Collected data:
• • • • • • •
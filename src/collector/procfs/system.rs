//! System collector for gathering global system metrics from `/proc/`.

use crate::collector::config::ProcfsConfig;
use crate::collector::procfs::error::{CollectError, read_file, required};
use crate::collector::procfs::parser::{
    CpuTimes, MemInfo, ParseError, find_stat_line, mem_utilization, parse_cpu_times,
    parse_kernel_version, parse_meminfo, parse_os_release, parse_stat_counter, parse_uptime,
};
use crate::collector::traits::FileSystem;
use std::path::Path;

/// Collects system-wide metrics from `/proc/` and `/etc/os-release`.
pub struct SystemCollector<F: FileSystem> {
    fs: F,
    config: ProcfsConfig,
}

impl<F: FileSystem> SystemCollector<F> {
    /// Creates a new system collector.
    ///
    /// # Arguments
    /// * `fs` - Filesystem implementation (real or mock)
    /// * `config` - Paths to the proc root and os-release
    pub fn new(fs: F, config: ProcfsConfig) -> Self {
        Self { fs, config }
    }

    pub fn config(&self) -> &ProcfsConfig {
        &self.config
    }

    /// Human-readable OS name (`PRETTY_NAME` from os-release).
    pub fn operating_system(&self) -> Result<String, CollectError> {
        let path = &self.config.os_release_path;
        let content = read_file(&self.fs, path)?;
        parse_os_release(&content)
            .remove("PRETTY_NAME")
            .ok_or_else(|| CollectError::not_found(path, "PRETTY_NAME"))
    }

    /// Kernel release string from `/proc/version`.
    pub fn kernel(&self) -> Result<String, CollectError> {
        let path = self.config.proc_file("version");
        let content = read_file(&self.fs, &path)?;
        parse_kernel_version(&content).map_err(|e| CollectError::malformed(&path, e))
    }

    /// PIDs of all processes: the numeric directory names under the proc root, ascending.
    pub fn pids(&self) -> Result<Vec<u32>, CollectError> {
        let path = &self.config.proc_path;
        let entries = self
            .fs
            .read_dir(Path::new(path))
            .map_err(|source| CollectError::Unavailable {
                path: path.clone(),
                source,
            })?;

        let mut pids: Vec<u32> = entries
            .iter()
            .filter(|entry| self.fs.is_dir(entry))
            .filter_map(|entry| entry.file_name().and_then(|n| n.to_str()))
            .filter_map(|name| name.parse::<u32>().ok())
            .collect();
        pids.sort_unstable();
        pids.dedup();
        Ok(pids)
    }

    /// Reads and parses `/proc/meminfo`.
    pub fn meminfo(&self) -> Result<MemInfo, CollectError> {
        let path = self.config.proc_file("meminfo");
        let content = read_file(&self.fs, &path)?;
        Ok(parse_meminfo(&content))
    }

    /// Fraction of memory in use, `(MemTotal - MemFree) / MemTotal`, in [0, 1].
    pub fn memory_utilization(&self) -> Result<f32, CollectError> {
        let path = self.config.proc_file("meminfo");
        let info = self.meminfo()?;
        let total = required(info.mem_total, &path, "MemTotal")?;
        let free = required(info.mem_free, &path, "MemFree")?;
        mem_utilization(total, free)
            .ok_or_else(|| CollectError::malformed(&path, ParseError::new("MemTotal is zero")))
    }

    /// Whole seconds since boot.
    pub fn uptime(&self) -> Result<u64, CollectError> {
        let path = self.config.proc_file("uptime");
        let content = read_file(&self.fs, &path)?;
        let secs = parse_uptime(&content).map_err(|e| CollectError::malformed(&path, e))?;
        Ok(secs as u64)
    }

    fn read_stat(&self) -> Result<(String, String), CollectError> {
        let path = self.config.proc_file("stat");
        let content = read_file(&self.fs, &path)?;
        Ok((path, content))
    }

    /// Aggregate CPU jiffies from the `cpu` line of `/proc/stat`.
    pub fn cpu_times(&self) -> Result<CpuTimes, CollectError> {
        let (path, content) = self.read_stat()?;
        let tokens =
            find_stat_line(&content, "cpu").ok_or_else(|| CollectError::not_found(&path, "cpu"))?;
        parse_cpu_times(&tokens).map_err(|e| CollectError::malformed(&path, e))
    }

    /// All accounted jiffies; equals `active_jiffies() + idle_jiffies()` for one reading.
    pub fn jiffies(&self) -> Result<u64, CollectError> {
        Ok(self.cpu_times()?.total())
    }

    /// Jiffies spent working: user + nice + system + irq + softirq + steal.
    pub fn active_jiffies(&self) -> Result<u64, CollectError> {
        Ok(self.cpu_times()?.active())
    }

    /// Jiffies spent idle: idle + iowait.
    pub fn idle_jiffies(&self) -> Result<u64, CollectError> {
        Ok(self.cpu_times()?.idle_total())
    }

    /// Raw tokens of the aggregate `cpu` line, label first.
    ///
    /// Callers difference two readings to get a utilization percentage.
    pub fn cpu_utilization(&self) -> Result<Vec<String>, CollectError> {
        let (path, content) = self.read_stat()?;
        find_stat_line(&content, "cpu")
            .map(|tokens| tokens.into_iter().map(str::to_string).collect())
            .ok_or_else(|| CollectError::not_found(&path, "cpu"))
    }

    fn stat_counter(&self, key: &str) -> Result<u64, CollectError> {
        let (path, content) = self.read_stat()?;
        parse_stat_counter(&content, key)
            .map_err(|e| CollectError::malformed(&path, e))?
            .ok_or_else(|| CollectError::not_found(&path, key))
    }

    /// Processes created since boot (`processes` line).
    pub fn total_processes(&self) -> Result<u64, CollectError> {
        self.stat_counter("processes")
    }

    /// Processes currently runnable (`procs_running` line).
    pub fn running_processes(&self) -> Result<u64, CollectError> {
        self.stat_counter("procs_running")
    }

    /// Processes blocked on I/O (`procs_blocked` line).
    pub fn blocked_processes(&self) -> Result<u64, CollectError> {
        self.stat_counter("procs_blocked")
    }

    /// Boot time in seconds since the epoch (`btime` line).
    pub fn boot_time(&self) -> Result<u64, CollectError> {
        self.stat_counter("btime")
    }
}

#[cfg(test)]
mod tests {
    use super::*;
    use crate::collector::mock::MockFs;

    fn collector(fs: MockFs) -> SystemCollector<MockFs> {
        SystemCollector::new(fs, ProcfsConfig::default())
    }

    #[test]
    fn test_operating_system() {
        let c = collector(MockFs::typical_system());
        assert_eq!(c.operating_system().unwrap(), "Ubuntu 20.04 LTS");
    }

    #[test]
    fn test_operating_system_without_pretty_name() {
        let mut fs = MockFs::new();
        fs.add_file("/etc/os-release", "NAME=Alpine\nID=alpine\n");
        let c = collector(fs);

        assert!(matches!(
            c.operating_system(),
            Err(CollectError::NotFound { .. })
        ));
    }

    #[test]
    fn test_kernel() {
        let c = collector(MockFs::typical_system());
        assert_eq!(c.kernel().unwrap(), "5.4.0");
    }

    #[test]
    fn test_pids() {
        let c = collector(MockFs::typical_system());
        assert_eq!(c.pids().unwrap(), vec![1, 2, 1000, 1001]);
    }

    #[test]
    fn test_pids_skip_numeric_files() {
        let mut fs = MockFs::typical_system();
        fs.add_file("/proc/4242", "not a process");
        fs.add_dir("/proc/self");
        let c = collector(fs);

        assert_eq!(c.pids().unwrap(), vec![1, 2, 1000, 1001]);
    }

    #[test]
    fn test_memory_utilization() {
        let c = collector(MockFs::typical_system());
        let util = c.memory_utilization().unwrap();
        assert!((util - 0.5).abs() < 1e-6);
    }

    #[test]
    fn test_memory_utilization_pressure() {
        let c = collector(MockFs::memory_pressure());
        let util = c.memory_utilization().unwrap();
        assert!(util > 0.9 && util <= 1.0);
    }

    #[test]
    fn test_memory_utilization_missing_key() {
        let mut fs = MockFs::new();
        fs.add_file("/proc/meminfo", "MemTotal: 1000 kB\n");
        let c = collector(fs);

        let err = c.memory_utilization().unwrap_err();
        assert!(matches!(err, CollectError::NotFound { ref key, .. } if key == "MemFree"));
    }

    #[test]
    fn test_memory_utilization_ignores_bad_untracked_line() {
        let mut fs = MockFs::new();
        fs.add_file(
            "/proc/meminfo",
            "MemTotal: 1000 kB\nMemFree: 400 kB\nMemAvailable: \nBuffers: lots kB\n",
        );
        let c = collector(fs);

        assert!((c.memory_utilization().unwrap() - 0.6).abs() < 1e-6);
    }

    #[test]
    fn test_memory_utilization_bad_key_is_malformed() {
        let mut fs = MockFs::new();
        fs.add_file("/proc/meminfo", "MemTotal: 1000 kB\nMemFree: plenty kB\n");
        let c = collector(fs);

        assert!(matches!(
            c.memory_utilization(),
            Err(CollectError::Malformed { .. })
        ));

        let mut fs = MockFs::new();
        fs.add_file("/proc/meminfo", "MemTotal: 0 kB\nMemFree: 0 kB\n");
        assert!(matches!(
            collector(fs).memory_utilization(),
            Err(CollectError::Malformed { .. })
        ));
    }

    #[test]
    fn test_uptime() {
        let c = collector(MockFs::typical_system());
        assert_eq!(c.uptime().unwrap(), 12345);
    }

    #[test]
    fn test_cpu_jiffies_decomposition() {
        let c = collector(MockFs::typical_system());

        let active = c.active_jiffies().unwrap();
        let idle = c.idle_jiffies().unwrap();
        assert_eq!(active, 10000 + 500 + 3000 + 200 + 100 + 0);
        assert_eq!(idle, 80000 + 1000);
        assert_eq!(c.jiffies().unwrap(), active + idle);
    }

    #[test]
    fn test_cpu_jiffies_high_load() {
        let c = collector(MockFs::high_cpu_load());

        let cpu = c.cpu_times().unwrap();
        assert_eq!(cpu.steal, 300);
        assert_eq!(c.jiffies().unwrap(), cpu.active() + cpu.idle_total());
        assert!(cpu.active() > cpu.idle_total());
    }

    #[test]
    fn test_cpu_utilization_tokens() {
        let c = collector(MockFs::typical_system());

        let tokens = c.cpu_utilization().unwrap();
        assert_eq!(tokens.len(), 11);
        assert_eq!(tokens[0], "cpu");
        assert_eq!(tokens[1], "10000");
    }

    #[test]
    fn test_cpu_utilization_truncated_line() {
        let mut fs = MockFs::new();
        fs.add_file("/proc/stat", "cpu  10 20 30\nprocesses 5\n");
        let c = collector(fs);

        assert_eq!(c.cpu_utilization().unwrap(), vec!["cpu", "10", "20", "30"]);
        assert!(matches!(c.jiffies(), Err(CollectError::Malformed { .. })));
    }

    #[test]
    fn test_cpu_counter_overflow_is_malformed() {
        let mut fs = MockFs::new();
        fs.add_file(
            "/proc/stat",
            format!("cpu  {} 1 0 0 0 0 0 0 0 0\nprocesses 5\n", u64::MAX),
        );
        let c = collector(fs);

        assert!(matches!(c.jiffies(), Err(CollectError::Malformed { .. })));
        assert!(matches!(c.active_jiffies(), Err(CollectError::Malformed { .. })));
        assert_eq!(c.cpu_utilization().unwrap().len(), 11);
        assert_eq!(c.total_processes().unwrap(), 5);
    }

    #[test]
    fn test_process_counters() {
        let c = collector(MockFs::typical_system());

        assert_eq!(c.total_processes().unwrap(), 10000);
        assert_eq!(c.running_processes().unwrap(), 2);
        assert_eq!(c.blocked_processes().unwrap(), 0);
        assert_eq!(c.boot_time().unwrap(), 1700000000);
    }

    #[test]
    fn test_process_counters_missing_lines() {
        let mut fs = MockFs::new();
        fs.add_file("/proc/stat", "cpu  1 2 3 4 5 6 7 8 0 0\n");
        let c = collector(fs);

        assert!(matches!(
            c.total_processes(),
            Err(CollectError::NotFound { .. })
        ));
        assert!(matches!(
            c.running_processes(),
            Err(CollectError::NotFound { .. })
        ));
    }

    #[test]
    fn test_missing_files_are_unavailable() {
        let c = collector(MockFs::new());

        assert!(c.operating_system().unwrap_err().is_unavailable());
        assert!(c.kernel().unwrap_err().is_unavailable());
        assert!(c.memory_utilization().unwrap_err().is_unavailable());
        assert!(c.cpu_times().unwrap_err().is_unavailable());
        assert!(c.total_processes().unwrap_err().is_unavailable());
        assert!(c.uptime().unwrap_err().is_unavailable());
        assert!(c.pids().unwrap_err().is_unavailable());
    }
}
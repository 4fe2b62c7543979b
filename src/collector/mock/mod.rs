//! Mock filesystem implementations for testing.
//!
//! This module provides `MockFs` and pre-built scenarios for testing
//! collectors without requiring actual Linux `/proc` filesystem access.

mod filesystem;
mod scenarios;

pub use filesystem::MockFs;
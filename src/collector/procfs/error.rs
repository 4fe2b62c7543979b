//! Error type shared by the system and process collectors.

use crate::collector::procfs::parser::{Field, ParseError};
use crate::collector::traits::FileSystem;
use std::path::Path;

/// Error type for collection failures.
#[derive(Debug)]
pub enum CollectError {
    /// File missing or unreadable (permission problems are not distinguished).
    Unavailable {
        path: String,
        source: std::io::Error,
    },
    /// The file was read but the expected key or line is absent.
    NotFound { path: String, key: String },
    /// Too few fields, or a non-numeric token where a number is required.
    Malformed { path: String, source: ParseError },
}

impl CollectError {
    pub(crate) fn not_found(path: &str, key: impl Into<String>) -> Self {
        CollectError::NotFound {
            path: path.to_string(),
            key: key.into(),
        }
    }

    pub(crate) fn malformed(path: &str, source: ParseError) -> Self {
        CollectError::Malformed {
            path: path.to_string(),
            source,
        }
    }

    /// Returns true when the underlying file could not be read at all.
    pub fn is_unavailable(&self) -> bool {
        matches!(self, CollectError::Unavailable { .. })
    }
}

impl std::fmt::Display for CollectError {
    fn fmt(&self, f: &mut std::fmt::Formatter<'_>) -> std::fmt::Result {
        match self {
            CollectError::Unavailable { path, source } => {
                write!(f, "{} unavailable: {}", path, source)
            }
            CollectError::NotFound { path, key } => write!(f, "{} has no {}", path, key),
            CollectError::Malformed { path, source } => {
                write!(f, "malformed {}: {}", path, source.message)
            }
        }
    }
}

impl std::error::Error for CollectError {
    fn source(&self) -> Option<&(dyn std::error::Error + 'static)> {
        match self {
            CollectError::Unavailable { source, .. } => Some(source),
            CollectError::Malformed { source, .. } => Some(source),
            CollectError::NotFound { .. } => None,
        }
    }
}

/// Reads a whole file, tagging failures with the path.
pub(crate) fn read_file<F: FileSystem>(fs: &F, path: &str) -> Result<String, CollectError> {
    fs.read_to_string(Path::new(path))
        .map_err(|source| CollectError::Unavailable {
            path: path.to_string(),
            source,
        })
}

/// Unwraps a keyed field: absent is `NotFound`, a bad line is `Malformed`.
pub(crate) fn required<T>(field: Field<T>, path: &str, key: &str) -> Result<T, CollectError> {
    match field {
        Some(Ok(value)) => Ok(value),
        Some(Err(e)) => Err(CollectError::malformed(path, e)),
        None => Err(CollectError::not_found(path, key)),
    }
}
//! Pre-built mock filesystem scenarios for testing.
//!
//! These scenarios provide realistic `/proc` filesystem states
//! for testing various system conditions.

use super::filesystem::MockFs;

const PASSWD: &str = "\
root:x:0:0:root:/root:/bin/bash
daemon:x:1:1:daemon:/usr/sbin:/usr/sbin/nologin
nobody:x:65534:65534:nobody:/nonexistent:/usr/sbin/nologin
user:x:1000:1000:User:/home/user:/bin/bash
alice:x:1001:1001:Alice:/home/alice:/bin/bash
";

const OS_RELEASE: &str = "\
NAME=\"Ubuntu\"
VERSION=\"20.04 LTS (Focal Fossa)\"
ID=ubuntu
ID_LIKE=debian
PRETTY_NAME=\"Ubuntu 20.04 LTS\"
VERSION_ID=\"20.04\"
";

impl MockFs {
    /// Creates a typical system with a few processes.
    ///
    /// Includes: init (PID 1), kthreadd (PID 2), a bash shell (PID 1000)
    /// and a python server owned by alice (PID 1001).
    pub fn typical_system() -> Self {
        let mut fs = Self::new();

        fs.add_file("/etc/passwd", PASSWD);
        fs.add_file("/etc/os-release", OS_RELEASE);

        fs.add_file(
            "/proc/version",
            "Linux version 5.4.0 (buildd@lcy01-amd64-030) (gcc version 9.3.0 (Ubuntu 9.3.0-10ubuntu2)) #46-Ubuntu SMP Fri Jul 10 00:24:02 UTC 2020\n",
        );
        fs.add_file("/proc/uptime", "12345.67 98765.43\n");
        fs.add_file(
            "/proc/meminfo",
            "\
MemTotal:       16384000 kB
MemFree:         8192000 kB
MemAvailable:   12000000 kB
Buffers:          512000 kB
Cached:          2048000 kB
SwapTotal:       4096000 kB
SwapFree:        4096000 kB
",
        );
        fs.add_file(
            "/proc/stat",
            "\
cpu  10000 500 3000 80000 1000 200 100 0 0 0
cpu0 2500 125 750 20000 250 50 25 0 0 0
cpu1 2500 125 750 20000 250 50 25 0 0 0
cpu2 2500 125 750 20000 250 50 25 0 0 0
cpu3 2500 125 750 20000 250 50 25 0 0 0
intr 1000000 50 0 0 0 0 0 0 0 1 0 0 0 100 0 0 1000
ctxt 500000
btime 1700000000
processes 10000
procs_running 2
procs_blocked 0
",
        );

        // PID 1: init, started at tick 1
        fs.add_process(
            1,
            "1 (systemd) S 0 1 1 0 -1 4194560 50000 1000000 100 500 1000 500 5000 2000 20 0 1 0 1 170000000 3000 18446744073709551615 1 1 0 0 0 0 671173123 4096 1260 0 0 0 17 0 0 0 10 0 0 0 0 0 0 0 0 0 0",
            "\
Name:\tsystemd
Pid:\t1
PPid:\t0
Uid:\t0\t0\t0\t0
Gid:\t0\t0\t0\t0
VmPeak:\t  170000 kB
VmSize:\t  166016 kB
VmRSS:\t   12000 kB
",
            "/sbin/init\0splash\0",
        );

        // PID 2: kernel thread, no memory map and no cmdline
        fs.add_process(
            2,
            "2 (kthreadd) S 0 0 0 0 -1 2129984 0 0 0 0 0 5 0 0 20 0 1 0 2 0 0 18446744073709551615 0 0 0 0 0 0 0 2147483647 0 0 0 0 17 1 0 0 0 0 0 0 0 0 0 0 0 0 0",
            "\
Name:\tkthreadd
Pid:\t2
PPid:\t0
Uid:\t0\t0\t0\t0
Gid:\t0\t0\t0\t0
",
            "",
        );

        // PID 1000: bash shell, started at 100000 ticks
        fs.add_process(
            1000,
            "1000 (bash) S 999 1000 1000 34816 1000 4194304 5000 50000 10 20 100 50 200 100 20 0 1 0 100000 25600000 2000 18446744073709551615 0 0 0 0 0 0 65536 3670020 1266777851 0 0 0 17 2 0 0 5 0 0 0 0 0 0 0 0 0 0",
            "\
Name:\tbash
Pid:\t1000
PPid:\t999
Uid:\t1000\t1000\t1000\t1000
Gid:\t1000\t1000\t1000\t1000
VmPeak:\t   30000 kB
VmSize:\t   25000 kB
VmRSS:\t    8000 kB
",
            "-bash\0",
        );

        // PID 1001: python server owned by alice
        fs.add_process(
            1001,
            "1001 (python3) S 1000 1001 1000 34816 1001 4194304 2000 0 5 0 300 120 0 0 20 0 2 0 150000 40000000 4000 18446744073709551615 0 0 0 0 0 0 0 16781312 2 0 0 0 17 3 0 0 0 0 0 0 0 0 0 0 0 0 0",
            "\
Name:\tpython3
Pid:\t1001
PPid:\t1000
Uid:\t1001\t1001\t1001\t1001
Gid:\t1001\t1001\t1001\t1001
VmPeak:\t   42000 kB
VmSize:\t   39062 kB
VmRSS:\t   16000 kB
",
            "/usr/bin/python3\0-m\0http.server\08080\0",
        );

        fs
    }

    /// Creates a system under high CPU load.
    pub fn high_cpu_load() -> Self {
        let mut fs = Self::typical_system();

        fs.add_file("/proc/uptime", "5000.00 1000.00\n");
        fs.add_file(
            "/proc/stat",
            "\
cpu  500000 1000 200000 100000 5000 2000 1000 300 0 0
cpu0 125000 250 50000 25000 1250 500 250 75 0 0
cpu1 125000 250 50000 25000 1250 500 250 75 0 0
cpu2 125000 250 50000 25000 1250 500 250 75 0 0
cpu3 125000 250 50000 25000 1250 500 250 75 0 0
ctxt 5000000
btime 1700000000
processes 50000
procs_running 8
procs_blocked 2
",
        );

        fs
    }

    /// Creates a system with memory pressure.
    pub fn memory_pressure() -> Self {
        let mut fs = Self::typical_system();

        fs.add_file(
            "/proc/meminfo",
            "\
MemTotal:       16384000 kB
MemFree:          256000 kB
MemAvailable:     512000 kB
Buffers:           32000 kB
Cached:           128000 kB
SwapTotal:       4096000 kB
SwapFree:        1024000 kB
",
        );

        fs
    }

    /// Creates a system with a process whose UID has no passwd entry.
    pub fn with_orphan_uid() -> Self {
        let mut fs = Self::typical_system();

        fs.add_process(
            3000,
            "3000 (worker) R 1 3000 3000 0 -1 4194304 100 0 0 0 40 10 0 0 20 0 1 0 200000 10000000 500 18446744073709551615 0 0 0 0 0 0 0 0 0 0 0 0 17 1 0 0 0 0 0 0 0 0 0 0 0 0 0",
            "\
Name:\tworker
Pid:\t3000
PPid:\t1
Uid:\t3000\t3000\t3000\t3000
Gid:\t3000\t3000\t3000\t3000
VmSize:\t    9766 kB
",
            "./worker\0--threads\04\0",
        );

        fs
    }

    /// Creates processes with special characters in their names.
    pub fn with_special_names() -> Self {
        let mut fs = Self::typical_system();

        // Process with spaces in name
        fs.add_process(
            5000,
            "5000 (Web Content) S 4999 5000 4999 0 -1 4194304 100000 0 500 0 5000 1000 0 0 20 0 20 0 500000 2000000000 50000 18446744073709551615 0 0 0 0 0 0 0 0 0 0 0 0 17 0 0 0 0 0 0 0 0 0 0 0 0 0 0",
            "Name:\tWeb Content\nUid:\t1000\t1000\t1000\t1000\nVmSize:\t 1953125 kB\n",
            "/usr/lib/firefox/firefox\0-contentproc\0",
        );

        // Process with parentheses in name
        fs.add_process(
            5001,
            "5001 (test(1) x) S 1 5001 5001 0 -1 4194304 1000 0 0 0 10 5 0 0 20 0 1 0 500100 10000000 1000 18446744073709551615 0 0 0 0 0 0 0 0 0 0 0 0 17 0 0 0 0 0 0 0 0 0 0 0 0 0 0",
            "Name:\ttest(1) x\nUid:\t1000\t1000\t1000\t1000\nVmSize:\t    9765 kB\n",
            "./test(1) x\0",
        );

        fs
    }
}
• • • • • • •
**PROMPT:** Pull together all lines from the data that mention the word "filename".

**OUTPUT FOR THIS TASK:**
filename src/collector/procfs/system.rs
filename src/collector/mock/mod.rs
filename src/collector/procfs/error.rs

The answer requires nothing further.